Abstract

Among many issues associated with religious negotiation and intercultural ministry and mission in the history of Christianity in China, the most important issue involves the Chinese rite of offering sacrifice to ancestors. This issue has been closely connected to the process of the Sinicisation of Christianity in all Pan-Chinese societies, including the Greater China and Chinese diasporic communities worldwide.
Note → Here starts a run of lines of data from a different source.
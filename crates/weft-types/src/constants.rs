//! Reference tuning values for the cloth effect.
//!
//! Units are surface pixels and frames. Every value here is only a default;
//! `SimConfig` in `weft-solver` is the runtime source of truth.

/// Distance between neighbouring grid particles (pixels).
pub const SPACING: f32 = 10.0;

/// The mesh spans `surface_width / COLUMN_FRACTION`, centred horizontally.
pub const COLUMN_FRACTION: f32 = 6.0;

/// Downward acceleration added to every free particle each frame.
pub const GRAVITY: f32 = 0.02;

/// Fraction of implicit velocity retained per frame.
pub const DAMPING: f32 = 0.85;

/// Stiffness of horizontal and vertical springs.
pub const STRUCTURAL_STIFFNESS: f32 = 0.2;

/// Stiffness of diagonal springs.
pub const SHEAR_STIFFNESS: f32 = 0.2;

/// Relaxation passes over every spring per frame.
pub const CONSTRAINT_ITERATIONS: u32 = 25;

/// Wall-clock period of the gust generator (milliseconds).
pub const GUST_INTERVAL_MS: u64 = 100;

/// Gust force components are drawn from `[-0.5, 0.5) * GUST_STRENGTH`.
pub const GUST_STRENGTH: f32 = 1.0;

/// Gust lifetimes are drawn as `floor(u * MAX_GUST_LIFETIME)` frames.
pub const MAX_GUST_LIFETIME: f32 = 50.0 * 1.05 * 1.05;

/// Host frame rate used by the native scheduler.
pub const FRAME_RATE: f32 = 60.0;

/// Largest grid the mesh builder will allocate. Bigger surfaces get an
/// empty mesh.
pub const MAX_PARTICLES: usize = 1 << 22;

/// Separation below which a spring is treated as degenerate.
pub const EPSILON: f32 = 1.0e-6;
This paper first reviews key historical elements of the Chinese Rites Controversy (1645–1941) on ‘Sacrificing to Ancestors’ ( jizu), and then considers some details of the ‘Three Rites’ of ‘Reverencing Ancestors’ ( jingzu) as a historical development within the Bread of Life Christian Church (BOLCC, Ling Liang Tang) in Taipei and the Bread of Life Global Apostolic Network (BGAN) of nearly 600 local churches on all continents as of 2020. Through this case study, the paper argues that the BOLCC, an independent Christian church established in 1942 and a contemporary Sinophone-based Christian movement, could expand quickly by applying its intercultural ‘Ling Liang Rule’ to continue the successful culture-accommodating ‘Matteo Ricci Rule’ among the Pan-Chinese (Chinese descendants in China and beyond) by providing an ‘in-between space’ negotiating for Christianity and Confucianism to satisfy their believers’ ‘hybrid identity’. Through the Christianised Reverencing Ancestors Rites to hybridise the Confucian Sacrificing to Ancestors Rites, Bread of Life Sinophone Christians in many places of the world can simultaneously affirm their cultural ‘hybrid identity’ as both Christian and Sinophone through core cultural interactions between Christianity and Confucianism in filial piety ( xiao).